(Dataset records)

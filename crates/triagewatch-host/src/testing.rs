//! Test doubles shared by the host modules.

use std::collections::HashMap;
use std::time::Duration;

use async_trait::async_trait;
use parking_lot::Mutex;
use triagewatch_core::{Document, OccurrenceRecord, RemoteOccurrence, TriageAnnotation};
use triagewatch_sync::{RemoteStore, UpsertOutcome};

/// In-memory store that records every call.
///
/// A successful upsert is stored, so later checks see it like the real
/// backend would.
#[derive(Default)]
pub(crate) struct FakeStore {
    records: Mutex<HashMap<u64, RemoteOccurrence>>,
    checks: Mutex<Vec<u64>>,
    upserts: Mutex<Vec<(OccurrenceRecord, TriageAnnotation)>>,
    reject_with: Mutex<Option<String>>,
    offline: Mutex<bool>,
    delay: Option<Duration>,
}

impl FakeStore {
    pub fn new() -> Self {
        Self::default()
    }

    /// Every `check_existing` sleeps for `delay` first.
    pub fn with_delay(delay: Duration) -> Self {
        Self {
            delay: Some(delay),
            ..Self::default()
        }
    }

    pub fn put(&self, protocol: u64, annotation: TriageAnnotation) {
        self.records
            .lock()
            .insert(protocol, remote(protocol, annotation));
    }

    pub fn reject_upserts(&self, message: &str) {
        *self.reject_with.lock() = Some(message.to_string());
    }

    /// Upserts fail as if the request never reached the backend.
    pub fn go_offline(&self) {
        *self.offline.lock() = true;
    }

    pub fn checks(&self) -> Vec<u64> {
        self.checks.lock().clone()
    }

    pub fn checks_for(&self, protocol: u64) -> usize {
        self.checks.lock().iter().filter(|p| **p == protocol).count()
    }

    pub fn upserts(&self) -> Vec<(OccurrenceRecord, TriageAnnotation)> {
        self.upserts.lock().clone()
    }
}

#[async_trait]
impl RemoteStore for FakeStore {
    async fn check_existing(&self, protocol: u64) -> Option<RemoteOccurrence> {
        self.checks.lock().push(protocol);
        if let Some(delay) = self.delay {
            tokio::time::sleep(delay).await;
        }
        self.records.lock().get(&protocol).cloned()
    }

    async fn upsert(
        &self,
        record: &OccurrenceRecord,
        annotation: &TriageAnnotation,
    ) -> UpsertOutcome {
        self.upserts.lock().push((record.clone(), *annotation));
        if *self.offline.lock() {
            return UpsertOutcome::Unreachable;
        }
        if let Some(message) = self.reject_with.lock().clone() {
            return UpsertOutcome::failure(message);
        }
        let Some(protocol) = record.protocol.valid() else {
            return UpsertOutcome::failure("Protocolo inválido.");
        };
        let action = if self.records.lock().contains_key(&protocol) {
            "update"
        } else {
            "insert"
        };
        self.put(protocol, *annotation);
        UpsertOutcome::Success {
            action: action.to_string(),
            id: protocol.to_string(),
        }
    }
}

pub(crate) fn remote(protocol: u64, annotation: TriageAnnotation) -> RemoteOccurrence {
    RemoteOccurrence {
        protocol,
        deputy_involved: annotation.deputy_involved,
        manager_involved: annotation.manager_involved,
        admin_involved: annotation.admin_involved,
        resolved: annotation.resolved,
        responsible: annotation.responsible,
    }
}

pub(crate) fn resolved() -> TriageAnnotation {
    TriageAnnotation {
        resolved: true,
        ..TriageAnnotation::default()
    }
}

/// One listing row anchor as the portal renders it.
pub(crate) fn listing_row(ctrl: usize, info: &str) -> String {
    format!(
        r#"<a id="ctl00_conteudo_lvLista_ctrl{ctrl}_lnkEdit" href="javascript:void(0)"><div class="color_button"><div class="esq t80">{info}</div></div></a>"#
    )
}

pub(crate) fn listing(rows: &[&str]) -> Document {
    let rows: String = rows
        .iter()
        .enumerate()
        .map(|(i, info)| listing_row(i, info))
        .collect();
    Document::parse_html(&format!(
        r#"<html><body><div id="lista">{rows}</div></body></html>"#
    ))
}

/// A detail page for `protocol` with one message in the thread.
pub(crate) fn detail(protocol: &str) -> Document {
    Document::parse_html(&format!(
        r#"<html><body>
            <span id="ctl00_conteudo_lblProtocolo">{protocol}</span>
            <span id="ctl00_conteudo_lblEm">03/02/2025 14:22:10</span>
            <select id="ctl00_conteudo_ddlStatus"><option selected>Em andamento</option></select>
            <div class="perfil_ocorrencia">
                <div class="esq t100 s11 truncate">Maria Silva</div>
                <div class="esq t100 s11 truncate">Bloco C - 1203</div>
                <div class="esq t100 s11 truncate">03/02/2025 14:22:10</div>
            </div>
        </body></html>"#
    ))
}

---

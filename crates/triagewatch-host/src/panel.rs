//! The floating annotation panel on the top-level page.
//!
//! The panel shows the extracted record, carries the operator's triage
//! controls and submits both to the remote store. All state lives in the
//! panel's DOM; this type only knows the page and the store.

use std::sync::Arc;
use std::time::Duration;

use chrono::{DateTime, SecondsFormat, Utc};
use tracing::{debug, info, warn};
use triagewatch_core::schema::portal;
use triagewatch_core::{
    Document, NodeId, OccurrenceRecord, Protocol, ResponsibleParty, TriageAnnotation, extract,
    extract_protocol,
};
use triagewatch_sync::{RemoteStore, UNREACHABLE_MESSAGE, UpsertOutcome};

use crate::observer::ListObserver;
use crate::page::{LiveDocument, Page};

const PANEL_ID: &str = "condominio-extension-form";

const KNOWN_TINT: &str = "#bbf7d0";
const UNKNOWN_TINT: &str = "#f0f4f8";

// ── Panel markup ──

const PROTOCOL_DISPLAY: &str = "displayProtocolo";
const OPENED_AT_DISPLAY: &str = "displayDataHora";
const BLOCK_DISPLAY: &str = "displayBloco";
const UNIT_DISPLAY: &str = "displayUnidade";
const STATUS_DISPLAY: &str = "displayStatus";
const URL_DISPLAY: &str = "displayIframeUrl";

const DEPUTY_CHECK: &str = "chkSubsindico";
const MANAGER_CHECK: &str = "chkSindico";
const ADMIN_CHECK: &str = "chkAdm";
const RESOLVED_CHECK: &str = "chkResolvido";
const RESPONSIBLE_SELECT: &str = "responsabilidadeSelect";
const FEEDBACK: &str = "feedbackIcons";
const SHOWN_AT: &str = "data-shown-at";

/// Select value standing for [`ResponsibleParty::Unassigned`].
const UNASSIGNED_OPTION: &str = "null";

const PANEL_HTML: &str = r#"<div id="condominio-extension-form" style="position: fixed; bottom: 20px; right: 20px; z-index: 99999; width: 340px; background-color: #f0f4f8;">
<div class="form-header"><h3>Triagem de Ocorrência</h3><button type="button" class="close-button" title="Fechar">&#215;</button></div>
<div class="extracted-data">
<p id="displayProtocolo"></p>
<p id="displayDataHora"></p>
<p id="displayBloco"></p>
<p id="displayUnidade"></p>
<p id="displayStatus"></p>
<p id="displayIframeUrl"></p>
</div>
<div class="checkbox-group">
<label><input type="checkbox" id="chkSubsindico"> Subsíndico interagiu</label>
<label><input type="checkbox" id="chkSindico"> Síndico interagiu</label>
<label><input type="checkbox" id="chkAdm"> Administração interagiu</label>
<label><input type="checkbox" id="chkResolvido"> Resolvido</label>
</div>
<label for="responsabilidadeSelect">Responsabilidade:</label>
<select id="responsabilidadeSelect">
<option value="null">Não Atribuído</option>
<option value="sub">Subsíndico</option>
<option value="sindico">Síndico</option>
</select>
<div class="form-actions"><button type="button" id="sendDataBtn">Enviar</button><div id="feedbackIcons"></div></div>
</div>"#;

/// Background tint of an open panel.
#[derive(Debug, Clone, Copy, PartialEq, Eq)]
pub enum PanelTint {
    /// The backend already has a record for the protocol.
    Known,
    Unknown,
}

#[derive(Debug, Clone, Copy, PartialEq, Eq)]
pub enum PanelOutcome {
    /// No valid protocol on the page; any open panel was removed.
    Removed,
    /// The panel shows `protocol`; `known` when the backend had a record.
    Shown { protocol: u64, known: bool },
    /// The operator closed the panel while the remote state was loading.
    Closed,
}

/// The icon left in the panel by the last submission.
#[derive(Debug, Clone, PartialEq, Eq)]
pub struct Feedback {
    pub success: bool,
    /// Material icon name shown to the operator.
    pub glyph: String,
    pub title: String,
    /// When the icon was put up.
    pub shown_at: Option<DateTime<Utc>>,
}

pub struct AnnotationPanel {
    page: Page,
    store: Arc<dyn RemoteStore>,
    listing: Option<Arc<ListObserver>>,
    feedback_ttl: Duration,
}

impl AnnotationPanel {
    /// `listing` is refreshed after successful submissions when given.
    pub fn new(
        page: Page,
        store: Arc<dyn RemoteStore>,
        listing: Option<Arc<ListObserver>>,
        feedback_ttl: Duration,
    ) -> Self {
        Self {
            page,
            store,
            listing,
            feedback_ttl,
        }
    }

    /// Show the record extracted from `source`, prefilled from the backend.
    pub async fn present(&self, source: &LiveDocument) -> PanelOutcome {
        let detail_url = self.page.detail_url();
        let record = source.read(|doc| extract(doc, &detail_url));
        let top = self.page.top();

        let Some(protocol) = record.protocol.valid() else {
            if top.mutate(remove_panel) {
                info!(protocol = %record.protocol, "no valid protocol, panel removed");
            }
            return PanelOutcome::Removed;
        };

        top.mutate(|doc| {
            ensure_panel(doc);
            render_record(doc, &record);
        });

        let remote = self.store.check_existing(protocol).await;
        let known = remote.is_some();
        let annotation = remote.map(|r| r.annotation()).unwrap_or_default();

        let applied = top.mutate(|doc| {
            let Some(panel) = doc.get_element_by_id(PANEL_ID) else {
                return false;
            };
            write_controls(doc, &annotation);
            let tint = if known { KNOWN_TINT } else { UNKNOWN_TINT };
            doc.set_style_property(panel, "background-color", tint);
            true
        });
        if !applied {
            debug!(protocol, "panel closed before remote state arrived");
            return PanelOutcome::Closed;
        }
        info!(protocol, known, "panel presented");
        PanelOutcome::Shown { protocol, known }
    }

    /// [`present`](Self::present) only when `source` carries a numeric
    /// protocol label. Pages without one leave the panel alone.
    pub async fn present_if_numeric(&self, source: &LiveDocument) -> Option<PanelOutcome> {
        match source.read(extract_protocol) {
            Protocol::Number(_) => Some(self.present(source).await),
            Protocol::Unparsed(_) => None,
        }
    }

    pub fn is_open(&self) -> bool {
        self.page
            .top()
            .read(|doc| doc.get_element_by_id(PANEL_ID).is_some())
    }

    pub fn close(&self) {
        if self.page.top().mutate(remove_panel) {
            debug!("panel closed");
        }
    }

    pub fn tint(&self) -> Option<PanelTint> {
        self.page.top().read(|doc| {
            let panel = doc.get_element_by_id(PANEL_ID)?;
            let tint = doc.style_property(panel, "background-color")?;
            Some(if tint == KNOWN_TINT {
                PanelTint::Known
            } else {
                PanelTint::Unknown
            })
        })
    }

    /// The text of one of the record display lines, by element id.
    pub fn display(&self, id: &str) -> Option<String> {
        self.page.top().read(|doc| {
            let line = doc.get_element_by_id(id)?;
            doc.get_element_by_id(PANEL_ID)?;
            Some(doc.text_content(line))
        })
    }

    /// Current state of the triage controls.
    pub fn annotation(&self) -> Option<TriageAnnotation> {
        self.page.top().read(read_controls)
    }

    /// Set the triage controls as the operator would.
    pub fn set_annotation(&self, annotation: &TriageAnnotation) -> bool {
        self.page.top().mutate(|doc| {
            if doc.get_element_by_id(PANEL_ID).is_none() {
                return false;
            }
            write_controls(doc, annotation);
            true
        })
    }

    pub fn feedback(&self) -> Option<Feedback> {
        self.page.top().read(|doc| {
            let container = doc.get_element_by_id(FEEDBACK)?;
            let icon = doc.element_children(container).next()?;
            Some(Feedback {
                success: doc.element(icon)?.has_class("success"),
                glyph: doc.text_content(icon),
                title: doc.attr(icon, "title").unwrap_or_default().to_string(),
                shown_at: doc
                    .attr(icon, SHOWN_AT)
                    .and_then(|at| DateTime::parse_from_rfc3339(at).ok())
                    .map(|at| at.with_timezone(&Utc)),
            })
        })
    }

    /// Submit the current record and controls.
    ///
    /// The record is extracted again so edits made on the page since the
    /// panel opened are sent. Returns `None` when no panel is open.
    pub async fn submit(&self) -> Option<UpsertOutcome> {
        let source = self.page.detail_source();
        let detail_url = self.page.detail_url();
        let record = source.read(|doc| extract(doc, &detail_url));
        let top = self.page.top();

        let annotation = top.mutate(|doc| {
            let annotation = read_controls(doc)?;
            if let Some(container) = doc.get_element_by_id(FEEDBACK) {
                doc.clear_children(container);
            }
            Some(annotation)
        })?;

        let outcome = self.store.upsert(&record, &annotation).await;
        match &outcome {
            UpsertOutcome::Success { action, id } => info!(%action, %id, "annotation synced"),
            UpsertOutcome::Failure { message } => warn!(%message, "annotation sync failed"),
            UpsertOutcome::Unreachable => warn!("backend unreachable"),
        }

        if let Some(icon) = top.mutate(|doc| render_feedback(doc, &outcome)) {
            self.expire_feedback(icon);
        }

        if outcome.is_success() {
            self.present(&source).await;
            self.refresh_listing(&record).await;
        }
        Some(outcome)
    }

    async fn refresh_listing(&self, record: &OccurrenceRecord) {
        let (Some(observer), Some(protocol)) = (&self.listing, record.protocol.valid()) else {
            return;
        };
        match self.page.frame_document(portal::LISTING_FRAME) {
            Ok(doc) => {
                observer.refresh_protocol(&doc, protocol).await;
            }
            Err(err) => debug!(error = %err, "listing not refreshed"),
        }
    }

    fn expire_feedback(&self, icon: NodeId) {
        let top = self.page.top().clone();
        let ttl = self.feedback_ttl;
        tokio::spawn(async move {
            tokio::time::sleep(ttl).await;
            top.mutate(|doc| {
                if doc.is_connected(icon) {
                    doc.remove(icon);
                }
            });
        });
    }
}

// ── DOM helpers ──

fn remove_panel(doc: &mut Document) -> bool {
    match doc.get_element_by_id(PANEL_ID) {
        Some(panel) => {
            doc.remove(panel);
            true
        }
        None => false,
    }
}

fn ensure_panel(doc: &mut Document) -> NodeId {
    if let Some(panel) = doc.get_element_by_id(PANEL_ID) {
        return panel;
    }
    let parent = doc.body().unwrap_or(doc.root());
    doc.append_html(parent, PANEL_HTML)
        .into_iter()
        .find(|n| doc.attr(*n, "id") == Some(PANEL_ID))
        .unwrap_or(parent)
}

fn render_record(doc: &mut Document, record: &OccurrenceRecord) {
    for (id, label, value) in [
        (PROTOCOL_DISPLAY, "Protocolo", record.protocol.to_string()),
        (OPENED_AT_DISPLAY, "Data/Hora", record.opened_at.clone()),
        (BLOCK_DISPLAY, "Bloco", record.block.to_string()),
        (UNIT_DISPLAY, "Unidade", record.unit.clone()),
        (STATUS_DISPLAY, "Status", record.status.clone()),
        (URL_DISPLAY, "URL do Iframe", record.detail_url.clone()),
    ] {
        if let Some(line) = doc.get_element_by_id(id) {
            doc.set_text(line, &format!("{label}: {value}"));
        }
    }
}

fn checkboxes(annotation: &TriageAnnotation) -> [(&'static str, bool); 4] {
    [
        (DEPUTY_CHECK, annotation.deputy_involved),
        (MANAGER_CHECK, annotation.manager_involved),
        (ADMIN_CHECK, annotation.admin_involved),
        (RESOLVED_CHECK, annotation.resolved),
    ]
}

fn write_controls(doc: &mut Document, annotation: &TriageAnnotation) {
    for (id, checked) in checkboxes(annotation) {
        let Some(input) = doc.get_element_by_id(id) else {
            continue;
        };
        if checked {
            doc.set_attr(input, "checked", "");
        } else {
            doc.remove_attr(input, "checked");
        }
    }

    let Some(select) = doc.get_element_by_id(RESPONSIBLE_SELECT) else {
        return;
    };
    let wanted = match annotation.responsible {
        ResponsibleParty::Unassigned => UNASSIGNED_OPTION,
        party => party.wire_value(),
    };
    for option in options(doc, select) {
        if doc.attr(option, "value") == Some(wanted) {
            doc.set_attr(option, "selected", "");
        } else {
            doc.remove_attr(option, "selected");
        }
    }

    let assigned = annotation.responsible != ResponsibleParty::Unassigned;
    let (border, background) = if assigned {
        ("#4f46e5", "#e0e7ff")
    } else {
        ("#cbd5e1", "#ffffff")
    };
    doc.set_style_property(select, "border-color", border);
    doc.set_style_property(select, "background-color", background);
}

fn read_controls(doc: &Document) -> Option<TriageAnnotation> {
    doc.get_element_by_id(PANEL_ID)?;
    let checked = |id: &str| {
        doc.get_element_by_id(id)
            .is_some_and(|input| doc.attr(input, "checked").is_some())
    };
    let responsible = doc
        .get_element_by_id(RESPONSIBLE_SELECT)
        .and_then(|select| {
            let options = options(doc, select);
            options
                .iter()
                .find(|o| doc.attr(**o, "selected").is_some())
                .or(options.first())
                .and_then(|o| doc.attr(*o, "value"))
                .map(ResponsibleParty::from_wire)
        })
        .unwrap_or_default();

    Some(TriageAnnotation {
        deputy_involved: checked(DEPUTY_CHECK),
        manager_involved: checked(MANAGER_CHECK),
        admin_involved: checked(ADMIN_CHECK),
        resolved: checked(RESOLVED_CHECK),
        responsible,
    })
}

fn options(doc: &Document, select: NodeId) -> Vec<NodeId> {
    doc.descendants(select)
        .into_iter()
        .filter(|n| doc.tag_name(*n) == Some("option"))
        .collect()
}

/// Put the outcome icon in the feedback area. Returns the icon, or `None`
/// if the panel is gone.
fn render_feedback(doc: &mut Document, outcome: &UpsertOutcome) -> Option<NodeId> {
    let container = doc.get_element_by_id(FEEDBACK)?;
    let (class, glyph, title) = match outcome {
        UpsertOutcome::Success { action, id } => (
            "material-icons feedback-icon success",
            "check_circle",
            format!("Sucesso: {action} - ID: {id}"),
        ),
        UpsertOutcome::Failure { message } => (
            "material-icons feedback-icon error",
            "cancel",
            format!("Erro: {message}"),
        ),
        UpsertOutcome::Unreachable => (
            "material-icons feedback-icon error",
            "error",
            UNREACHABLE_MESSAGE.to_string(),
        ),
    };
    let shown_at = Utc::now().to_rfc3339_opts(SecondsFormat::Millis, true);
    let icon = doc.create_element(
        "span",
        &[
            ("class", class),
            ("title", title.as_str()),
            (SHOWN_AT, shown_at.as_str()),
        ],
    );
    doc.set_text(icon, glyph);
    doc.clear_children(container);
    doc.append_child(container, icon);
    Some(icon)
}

- Your task
Find the word "border" in the entries, then copy out every line that has it.

- Task answer
    let (border, background) = if assigned {
    doc.set_style_property(select, "border-color", border);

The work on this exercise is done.